Besides these military invasions of stipulated states, the other method that the Obama administration pursued its aggressive policy of “leadership” imposition in Africa was to interfere or meddle in elections/“elections” in countries elsewhere on the continent as shown in Egypt (2012), Kenya (2013) and Nigeria (2015). Both interferences in the polls in Egypt and Kenya failed spectacularly but in Nigeria Obama succeeded in imposing Muhammadu Buhari, one of the vilest Nigerian genocidist islamist/jihadist operatives during these 52 years of the Igbo genocide (1966-present day) as head of Nigeria regime. For Obama, given the historical background noted earlier as the first African-descent president of the US republic in 233 years of existence, his unflinching support for an African-led genocidist regime in Africa waging genocide, a crime against humanity, against an African people is the abhorrent legacy of his presidency. In that last 18 months’ duration of the presidency after the Buhari imposition (May 2015-November 2016), the genocidist Buhari military and its Boko Haram and Fulani militia adjunct terrorist forces (two of the world’s five deadliest terrorist organisations – Melissa Clarke, “Globally, terrorism is on the rise – but little of it occurs in Western countries”, ABC News, 17 November 2017) murdered 2000 Igbo across Biafran cities, towns and villages. Neither Obama’s White House nor his state department nor his embassy in Nigeria ever condemned any of these stretches of murders.

IT should be added that Obama’s imposition of Buhari was carried out with David Cameron, then British prime minister, and had been preceded by the Obama-Clinton insistence, whilst Clinton was secretary of state, of not designating Boko Haram terrorist despite the latter’s murder of thousands of African peoples, overwhelmingly Igbo, during the period.
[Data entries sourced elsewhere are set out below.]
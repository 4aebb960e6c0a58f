//! Event types for calendar feeds.
//!
//! - [`Event`]: one calendar entry as received from a source
//! - [`Feed`]: one source's events, pre-sorted by start
//! - [`RenderedEvent`]: the display strings produced for an event

use serde::{Deserialize, Serialize};

use crate::time::CalendarTime;

/// A calendar event as received from a feed.
///
/// Deserializes from a Google Calendar API event resource, where the title is
/// carried by `summary`. Unknown fields are ignored.
#[derive(Debug, Clone, PartialEq, Eq, Serialize, Deserialize)]
pub struct Event {
    /// Unique identifier for the event (source-specific).
    pub id: String,
    /// The event title.
    #[serde(rename = "summary", default)]
    pub title: String,
    /// The event description (may contain markup).
    #[serde(default, skip_serializing_if = "Option::is_none")]
    pub description: Option<String>,
    /// The event location.
    #[serde(default, skip_serializing_if = "Option::is_none")]
    pub location: Option<String>,
    /// When the event starts.
    #[serde(default)]
    pub start: CalendarTime,
    /// When the event ends (exclusive for date-only values).
    #[serde(default)]
    pub end: CalendarTime,
}

impl Event {
    /// Creates a new event with required fields.
    pub fn new(
        id: impl Into<String>,
        title: impl Into<String>,
        start: CalendarTime,
        end: CalendarTime,
    ) -> Self {
        Self {
            id: id.into(),
            title: title.into(),
            description: None,
            location: None,
            start,
            end,
        }
    }

    /// Builder method to set the description.
    pub fn with_description(mut self, description: impl Into<String>) -> Self {
        self.description = Some(description.into());
        self
    }

    /// Builder method to set the location.
    pub fn with_location(mut self, location: impl Into<String>) -> Self {
        self.location = Some(location.into());
        self
    }
}

/// One source's events, ordered by non-decreasing start.
pub type Feed = Vec<Event>;

/// The display strings for a single event.
#[derive(Debug, Clone, PartialEq, Eq, Serialize, Deserialize)]
pub struct RenderedEvent {
    /// The date/time line, or the all-day label.
    pub date_label: String,
    /// The title after template substitution.
    pub title_text: String,
}
//! Agenda view model.
//!
//! Groups a merged feed into day sections, each item carrying the strings
//! the rendering layer needs. Events whose start cannot be resolved are left
//! out.

use chrono::TimeZone;
use serde::{Deserialize, Serialize};

use crate::event::Event;
use crate::format::EventPresenter;

/// Text shown when the agenda has no events.
pub const NO_EVENTS_TEXT: &str = "No upcoming events found.";

/// A single agenda entry.
#[derive(Debug, Clone, PartialEq, Eq, Serialize, Deserialize)]
pub struct AgendaItem {
    /// The event ID.
    pub id: String,
    /// Title after template substitution.
    pub title_text: String,
    /// Date/time label for the details section.
    pub date_label: String,
    /// The event location, if any.
    #[serde(skip_serializing_if = "Option::is_none")]
    pub location: Option<String>,
    /// The event description, if any.
    #[serde(skip_serializing_if = "Option::is_none")]
    pub description: Option<String>,
}

/// Consecutive agenda items starting on the same day.
#[derive(Debug, Clone, PartialEq, Eq, Serialize, Deserialize)]
pub struct DayGroup {
    /// Day heading, e.g. `Jun 01`.
    pub heading: String,
    /// Items in start order.
    pub items: Vec<AgendaItem>,
}

/// An agenda grouped by start day.
#[derive(Debug, Clone, Default, PartialEq, Eq, Serialize, Deserialize)]
pub struct Agenda {
    /// Day groups in start order.
    pub groups: Vec<DayGroup>,
}

impl Agenda {
    /// Returns `true` if the agenda has no items.
    pub fn is_empty(&self) -> bool {
        self.groups.iter().all(|g| g.items.is_empty())
    }

    /// Returns the number of items across all groups.
    pub fn len(&self) -> usize {
        self.groups.iter().map(|g| g.items.len()).sum()
    }
}

/// Builds the agenda for an already merged feed.
///
/// A new group starts whenever an event's day heading differs from the
/// previous one.
pub fn build_agenda<Tz: TimeZone>(
    events: &[Event],
    presenter: &EventPresenter<Tz>,
    title_format: &str,
) -> Agenda {
    let mut agenda = Agenda::default();

    for event in events {
        let Some(heading) = presenter.day_heading(event) else {
            continue;
        };

        let rendered = presenter.render(title_format, event);
        let item = AgendaItem {
            id: event.id.clone(),
            title_text: rendered.title_text,
            date_label: rendered.date_label,
            location: event.location.clone(),
            description: event.description.clone(),
        };

        match agenda.groups.last_mut() {
            Some(group) if group.heading == heading => group.items.push(item),
            _ => agenda.groups.push(DayGroup {
                heading,
                items: vec![item],
            }),
        }
    }

    agenda
}

#[cfg(test)]
mod tests {
    use super::*;
    use crate::format::Labels;
    use crate::time::{CalendarTime, TimeResolver};
    use chrono::{NaiveDate, Utc};

    fn at(d: u32, h: u32) -> CalendarTime {
        CalendarTime::from_datetime(Utc.with_ymd_and_hms(2025, 6, d, h, 0, 0).unwrap())
    }

    fn day(d: u32) -> CalendarTime {
        CalendarTime::from_date(NaiveDate::from_ymd_opt(2025, 6, d).unwrap())
    }

    fn presenter() -> EventPresenter<Utc> {
        EventPresenter::new(TimeResolver::new(Utc), Labels::default())
    }

    #[test]
    fn groups_by_start_day() {
        let events = vec![
            Event::new("a", "Holiday", day(1), day(2)),
            Event::new("b", "Standup", at(1, 9), at(1, 10)).with_location("Room 4"),
            Event::new("c", "Review", at(2, 14), at(2, 15)).with_description("Q2 numbers"),
        ];

        let agenda = build_agenda(&events, &presenter(), "[STARTTIME] [TITLE]");

        assert_eq!(agenda.len(), 3);
        assert_eq!(agenda.groups.len(), 2);
        assert_eq!(agenda.groups[0].heading, "Jun 01");
        assert_eq!(agenda.groups[1].heading, "Jun 02");
        assert_eq!(agenda.groups[0].items[0].title_text, "All Day Holiday");
        assert_eq!(agenda.groups[0].items[0].date_label, "All Day Event");
        assert_eq!(agenda.groups[0].items[1].location.as_deref(), Some("Room 4"));
        assert_eq!(
            agenda.groups[1].items[0].description.as_deref(),
            Some("Q2 numbers")
        );
    }

    #[test]
    fn skips_unresolvable_start() {
        let events = vec![
            Event::new("bad", "Broken", CalendarTime::default(), at(1, 10)),
            Event::new("ok", "Standup", at(1, 9), at(1, 10)),
        ];
        let agenda = build_agenda(&events, &presenter(), "[TITLE]");
        assert_eq!(agenda.len(), 1);
        assert_eq!(agenda.groups[0].items[0].id, "ok");
    }

    #[test]
    fn empty_feed_gives_empty_agenda() {
        let agenda = build_agenda(&[], &presenter(), "[TITLE]");
        assert!(agenda.is_empty());
        assert_eq!(agenda.len(), 0);
    }

    #[test]
    fn serializes_without_missing_fields() {
        let events = vec![Event::new("b", "Standup", at(1, 9), at(1, 10))];
        let agenda = build_agenda(&events, &presenter(), "[TITLE]");
        let json = serde_json::to_value(&agenda).unwrap();
        let item = &json["groups"][0]["items"][0];
        assert_eq!(item["title_text"], "Standup");
        assert!(item.get("location").is_none());
    }
}
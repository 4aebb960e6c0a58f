//! Tracing setup for calagenda.
//!
//! The core only emits `tracing` events; binaries call [`init_tracing`] once
//! to install a subscriber.
//!
//! ```ignore
//! use calagenda_core::tracing::{init_tracing, TracingConfig};
//!
//! init_tracing(TracingConfig::debug()).expect("failed to initialize tracing");
//! ```

use thiserror::Error;
use tracing::Level;
use tracing_subscriber::{EnvFilter, fmt, prelude::*};

/// Errors that can occur during tracing initialization
#[derive(Debug, Error)]
pub enum TracingError {
    /// Failed to set global subscriber
    #[error("failed to set global tracing subscriber: {0}")]
    SetGlobalSubscriber(#[from] tracing::subscriber::SetGlobalDefaultError),

    /// Failed to parse env filter directive
    #[error("failed to parse env filter: {0}")]
    EnvFilter(#[from] tracing_subscriber::filter::ParseError),
}

/// Output format for tracing logs
#[derive(Debug, Clone, Copy, Default, PartialEq, Eq)]
pub enum TracingOutputFormat {
    /// Compact single-line format (default)
    #[default]
    Compact,
    /// JSON lines
    Json,
}

/// Configuration for tracing initialization
#[derive(Debug, Clone)]
pub struct TracingConfig {
    /// Level for calagenda targets when RUST_LOG is not set
    pub default_level: Level,
    /// Output format for log messages
    pub output_format: TracingOutputFormat,
    /// Whether to include target (module path) in logs
    pub include_target: bool,
    /// Custom env filter directive (overrides RUST_LOG and default_level)
    pub env_filter: Option<String>,
}

impl Default for TracingConfig {
    fn default() -> Self {
        Self {
            default_level: Level::WARN,
            output_format: TracingOutputFormat::Compact,
            include_target: false,
            env_filter: None,
        }
    }
}

impl TracingConfig {
    /// Debug logging: merge decisions, feed sizes, duplicates.
    #[must_use]
    pub fn debug() -> Self {
        Self {
            default_level: Level::DEBUG,
            include_target: true,
            ..Self::default()
        }
    }

    /// Set the output format
    #[must_use]
    pub fn with_format(mut self, format: TracingOutputFormat) -> Self {
        self.output_format = format;
        self
    }

    /// Set a custom env filter directive
    #[must_use]
    pub fn with_env_filter(mut self, filter: impl Into<String>) -> Self {
        self.env_filter = Some(filter.into());
        self
    }

    /// Builds the env filter for this configuration.
    fn build_filter(&self) -> Result<EnvFilter, TracingError> {
        if let Some(ref filter) = self.env_filter {
            return Ok(EnvFilter::try_new(filter)?);
        }
        let fallback = format!("calagenda={}", self.default_level);
        if self.default_level == Level::DEBUG || self.default_level == Level::TRACE {
            return Ok(EnvFilter::try_new(fallback)?);
        }
        Ok(EnvFilter::try_from_default_env().unwrap_or_else(|_| EnvFilter::new(fallback)))
    }
}

/// Initialize tracing with the given configuration.
///
/// Debug and trace levels always win over `RUST_LOG`; otherwise `RUST_LOG`
/// overrides the default level.
///
/// # Errors
///
/// Returns an error if the global subscriber has already been set or if
/// the env filter directive is invalid.
pub fn init_tracing(config: TracingConfig) -> Result<(), TracingError> {
    let env_filter = config.build_filter()?;

    match config.output_format {
        TracingOutputFormat::Compact => {
            let subscriber = tracing_subscriber::registry().with(env_filter).with(
                fmt::layer()
                    .compact()
                    .with_writer(std::io::stderr)
                    .with_target(config.include_target),
            );
            tracing::subscriber::set_global_default(subscriber)?;
        }
        TracingOutputFormat::Json => {
            let subscriber = tracing_subscriber::registry().with(env_filter).with(
                fmt::layer()
                    .json()
                    .with_writer(std::io::stderr)
                    .with_target(config.include_target),
            );
            tracing::subscriber::set_global_default(subscriber)?;
        }
    }

    Ok(())
}

#[cfg(test)]
mod tests {
    use super::*;

    #[test]
    fn test_default_config() {
        let config = TracingConfig::default();
        assert_eq!(config.default_level, Level::WARN);
        assert_eq!(config.output_format, TracingOutputFormat::Compact);
        assert!(!config.include_target);
        assert!(config.env_filter.is_none());
    }

    #[test]
    fn test_debug_config() {
        let config = TracingConfig::debug();
        assert_eq!(config.default_level, Level::DEBUG);
        assert!(config.include_target);
    }

    #[test]
    fn test_builder_methods() {
        let config = TracingConfig::default()
            .with_format(TracingOutputFormat::Json)
            .with_env_filter("calagenda=trace");
        assert_eq!(config.output_format, TracingOutputFormat::Json);
        assert_eq!(config.env_filter.as_deref(), Some("calagenda=trace"));
    }

    #[test]
    fn test_invalid_filter_rejected() {
        let config = TracingConfig::default().with_env_filter("calagenda=loudest");
        assert!(matches!(
            config.build_filter(),
            Err(TracingError::EnvFilter(_))
        ));
    }
}
//! Error types for the agenda core.

use std::path::PathBuf;

use thiserror::Error;

/// Errors raised while resolving a calendar time.
///
/// These never escape the merge or presentation stages: an unresolvable time
/// drops the event from ordering or falls back to a label.
#[derive(Debug, Clone, Copy, PartialEq, Eq, Error)]
pub enum TimeError {
    /// The value carries neither a timestamp nor a calendar date.
    #[error("calendar time has neither a dateTime nor a date")]
    InvalidTimeValue,
}

/// Errors that can occur while loading configuration.
#[derive(Debug, Error)]
pub enum ConfigError {
    /// The configuration file could not be read.
    #[error("failed to read config {path}: {source}")]
    Read {
        path: PathBuf,
        #[source]
        source: std::io::Error,
    },

    /// The configuration file is not valid TOML for [`crate::AgendaConfig`].
    #[error("failed to parse config: {0}")]
    Parse(#[from] toml::de::Error),
}

/// Errors that can occur while decoding a calendar response.
#[derive(Debug, Error)]
pub enum FeedError {
    /// The response body is not a valid calendar events response.
    #[error("invalid calendar response: {0}")]
    Json(#[from] serde_json::Error),
}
It was therefore not surprising to quite a few observers when a US-based social group claimed in November 2016 that the Buhari regime had donated “[US]$500 million to the [Hillary] Clinton [election] campaign” (247ureports.com, 16 November 2016, accessed 17 November 2016). It was no secret that the Buhari regime was confident that Clinton would win the election and continue Obama’s support for its genocide against Igbo people.

The score: “white men” vs “[not]white men”

As far as the Obama presidency (January 2009- January 2017) was concerned, it was in fact business as usual on Africa as its policy programme developed and implemented on the continent explicitly demonstrated. Following Hillary Clinton’s choice of that lexical configuration, “white men”, other likely expressions in the same semantic field should now be invoked to elaborate on this policy programme in the concluding notes here.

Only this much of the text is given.